===== Data excerpts =====
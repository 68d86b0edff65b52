//! # AppError
//!
//! Centralized error handling for the Railpost ecosystem.
//! Every rejection is recoverable at the call site: the store stays usable
//! and no operation applies partially.

use thiserror::Error;

/// The primary error type for all rp-core operations.
#[derive(Error, Debug)]
pub enum AppError {
    /// Resource not found (e.g., Publication referenced by a stale id)
    #[error("{0} not found with ID {1}")]
    NotFound(String, String),

    /// Validation failure (e.g., blank title, blank comment body)
    #[error("validation error: {0}")]
    ValidationError(String),

    /// Caller is not allowed to perform the operation (author mismatch)
    #[error("unauthorized: {0}")]
    Unauthorized(String),
}

impl AppError {
    /// Shorthand for the common "no publication with this id" case.
    pub fn publication_not_found(id: u64) -> Self {
        AppError::NotFound("Publication".into(), id.to_string())
    }
}

/// A specialized Result type for Railpost logic.
pub type Result<T> = std::result::Result<T, AppError>;
//! # View Projector
//!
//! Read-only projections over the store. Every method walks the current
//! feed on every call; nothing here is cached or invalidated, so a view
//! can never disagree with the store it was derived from.

use rp_core::models::Publication;

use crate::store::PublicationStore;

impl PublicationStore {
    /// The full feed, most-recent-first.
    pub fn feed(&self) -> Vec<&Publication> {
        self.publications().iter().collect()
    }

    /// Publications the viewer has starred, in feed order.
    pub fn favorites(&self) -> Vec<&Publication> {
        self.publications()
            .iter()
            .filter(|p| p.is_favorite)
            .collect()
    }

    /// Publications authored by `username` (exact match), in feed order.
    pub fn by_author(&self, username: &str) -> Vec<&Publication> {
        self.publications()
            .iter()
            .filter(|p| p.author == username)
            .collect()
    }

    /// Case-insensitive substring search over title, content and author.
    ///
    /// A blank query matches nothing rather than everything; the search
    /// page shows its own prompt until the user types something.
    pub fn search(&self, query: &str) -> Vec<&Publication> {
        if query.is_empty() {
            return Vec::new();
        }
        let needle = query.to_lowercase();
        self.publications()
            .iter()
            .filter(|p| {
                p.title.to_lowercase().contains(&needle)
                    || p.content.to_lowercase().contains(&needle)
                    || p.author.to_lowercase().contains(&needle)
            })
            .collect()
    }

    /// Total number of comments across the whole feed (profile stats).
    pub fn total_comments(&self) -> usize {
        self.publications().iter().map(|p| p.comments.len()).sum()
    }

    pub fn len(&self) -> usize {
        self.publications().len()
    }

    pub fn is_empty(&self) -> bool {
        self.publications().is_empty()
    }
}

#[cfg(test)]
mod tests {
    use super::*;

    fn store_with_two_authors() -> PublicationStore {
        let mut store = PublicationStore::new();
        store
            .create("alice", "Night trains", "Sleeper cars are back", None)
            .expect("create");
        store
            .create("bob", "Signal boxes", "Mechanical interlocking", None)
            .expect("create");
        store
            .create("alice", "High speed", "350 km/h on the new line", None)
            .expect("create");
        store
    }

    #[test]
    fn test_feed_is_most_recent_first() {
        let store = store_with_two_authors();
        let titles: Vec<&str> = store.feed().iter().map(|p| p.title.as_str()).collect();
        assert_eq!(titles, vec!["High speed", "Signal boxes", "Night trains"]);
    }

    #[test]
    fn test_favorites_tracks_toggles_exactly() {
        let mut store = store_with_two_authors();
        let first = store.feed()[0].id;
        let last = store.feed()[2].id;

        store.toggle_favorite(first).expect("toggle");
        store.toggle_favorite(last).expect("toggle");
        let ids: Vec<u64> = store.favorites().iter().map(|p| p.id).collect();
        assert_eq!(ids, vec![first, last], "feed order preserved");

        store.toggle_favorite(first).expect("toggle back");
        let ids: Vec<u64> = store.favorites().iter().map(|p| p.id).collect();
        assert_eq!(ids, vec![last]);
    }

    #[test]
    fn test_by_author_exact_match() {
        let store = store_with_two_authors();
        assert_eq!(store.by_author("alice").len(), 2);
        assert_eq!(store.by_author("bob").len(), 1);
        assert!(store.by_author("Alice").is_empty(), "author match is exact");
        assert!(store.by_author("carol").is_empty());
    }

    #[test]
    fn test_search_blank_query_matches_nothing() {
        let store = store_with_two_authors();
        assert!(store.search("").is_empty());
    }

    #[test]
    fn test_search_is_case_insensitive_substring() {
        let store = store_with_two_authors();

        // Title, content and author are all searched.
        assert_eq!(store.search("NIGHT").len(), 1);
        assert_eq!(store.search("interlock").len(), 1);
        assert_eq!(store.search("ALICE").len(), 2);
        assert!(store.search("tram").is_empty());
    }

    #[test]
    fn test_total_comments() {
        let mut store = store_with_two_authors();
        assert_eq!(store.total_comments(), 0);

        let id = store.feed()[1].id;
        store.add_comment(id, "carol", "lovely").expect("comment");
        store.add_comment(id, "alice", "agreed").expect("comment");
        assert_eq!(store.total_comments(), 2);
    }
}
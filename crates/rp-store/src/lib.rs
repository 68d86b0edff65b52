//! railpost/crates/rp-store/src/lib.rs
//!
//! In-memory publication store and its derived views. State lives for the
//! process lifetime only; there is no persistence layer behind this crate.

pub mod store;
pub mod views;
pub mod seed;

pub use seed::seed_publications;
pub use store::PublicationStore;
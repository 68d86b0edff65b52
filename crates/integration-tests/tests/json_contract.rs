//! The stable JSON encoding the presentation layer consumes. Field names
//! are camelCase, timestamps are RFC 3339 strings, and `image` disappears
//! from the object when absent.

use rp_core::models::Publication;
use rp_store::PublicationStore;

#[test]
fn feed_entry_encoding() {
    let mut store = PublicationStore::new();
    let created = store
        .create(
            "alice",
            "Gauge wars",
            "Standard vs broad",
            Some("https://img.example/gauge.jpg"),
        )
        .expect("create");
    store.add_comment(created.id, "bob", "team broad").expect("comment");
    store.toggle_favorite(created.id).expect("toggle");

    let value = serde_json::to_value(store.get(created.id).expect("present"))
        .expect("serialize");

    assert_eq!(value["id"], serde_json::json!(created.id));
    assert_eq!(value["author"], "alice");
    assert_eq!(value["image"], "https://img.example/gauge.jpg");
    assert_eq!(value["isFavorite"], serde_json::json!(true));
    assert_eq!(value["comments"][0]["id"], serde_json::json!(1));
    assert_eq!(value["comments"][0]["author"], "bob");

    // chrono's serde emits RFC 3339, which the chrono parser accepts back.
    let raw = value["timestamp"].as_str().expect("timestamp is a string");
    chrono::DateTime::parse_from_rfc3339(raw).expect("RFC 3339 timestamp");
}

#[test]
fn encoding_round_trips_through_the_model() {
    let store = PublicationStore::seeded();
    let json = serde_json::to_string(&store.feed()).expect("serialize feed");

    let decoded: Vec<Publication> = serde_json::from_str(&json).expect("decode");
    assert_eq!(decoded.len(), 3);
    assert_eq!(decoded[0].id, 1);
    assert_eq!(decoded[0].comments.len(), 1);
    assert!(decoded.iter().all(|p| p.image.is_some()));
}
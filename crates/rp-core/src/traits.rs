//! # Core Traits (Ports)
//!
//! The auth flow is an external collaborator: the core only consumes the
//! `User` it hands back once the (simulated) authentication completes.

use async_trait::async_trait;
use crate::error::Result;
use crate::models::User;

/// Identity contract. Implementations perform no real credential check;
/// they echo an identity back after whatever delay they simulate.
#[async_trait]
pub trait AuthProvider: Send + Sync {
    /// Resolves a login or registration attempt to a `User`.
    ///
    /// A blank username is not an error: implementations derive one from
    /// the email local part, the way the sign-in form fills the field.
    async fn authenticate(&self, username: &str, email: &str) -> Result<User>;
}
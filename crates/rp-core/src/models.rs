//! # Domain Models
//!
//! These structs represent the core entities of Railpost. Identifiers are
//! small integers allocated by the store; the JSON shape below is the stable
//! encoding the presentation layer consumes (camelCase, ISO-8601 timestamps,
//! `image` omitted when absent).

use serde::{Deserialize, Serialize};
use chrono::{DateTime, Utc};

/// A user-authored feed entry with a comment thread.
#[derive(Debug, Clone, Serialize, Deserialize)]
#[serde(rename_all = "camelCase")]
pub struct Publication {
    pub id: u64,
    /// Username of the creator; immutable after creation.
    pub author: String,
    pub title: String,
    pub content: String,
    /// Optional image URL.
    #[serde(skip_serializing_if = "Option::is_none")]
    pub image: Option<String>,
    /// Creation instant; edits do not touch it.
    pub timestamp: DateTime<Utc>,
    /// Insertion-ordered, append-only from the outside.
    pub comments: Vec<Comment>,
    pub is_favorite: bool,
}

/// A single entry in a publication's comment thread.
/// Comment ids are unique within their parent publication, not globally.
#[derive(Debug, Clone, Serialize, Deserialize)]
pub struct Comment {
    pub id: u64,
    pub author: String,
    pub content: String,
    pub timestamp: DateTime<Utc>,
}

/// The identity produced by the auth flow and held by the session.
/// No credential material; the platform performs no real authentication.
#[derive(Debug, Clone, PartialEq, Eq, Serialize, Deserialize)]
pub struct User {
    pub username: String,
    pub email: String,
}

impl Publication {
    /// Next comment id for this thread. Comments are append-only and never
    /// removed, so the last id is the high-water mark.
    pub fn next_comment_id(&self) -> u64 {
        self.comments.last().map(|c| c.id + 1).unwrap_or(1)
    }
}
=====
Description of the task →
Reading through the material above, work out how many lines include "stable", then state that number alone.

Output →
2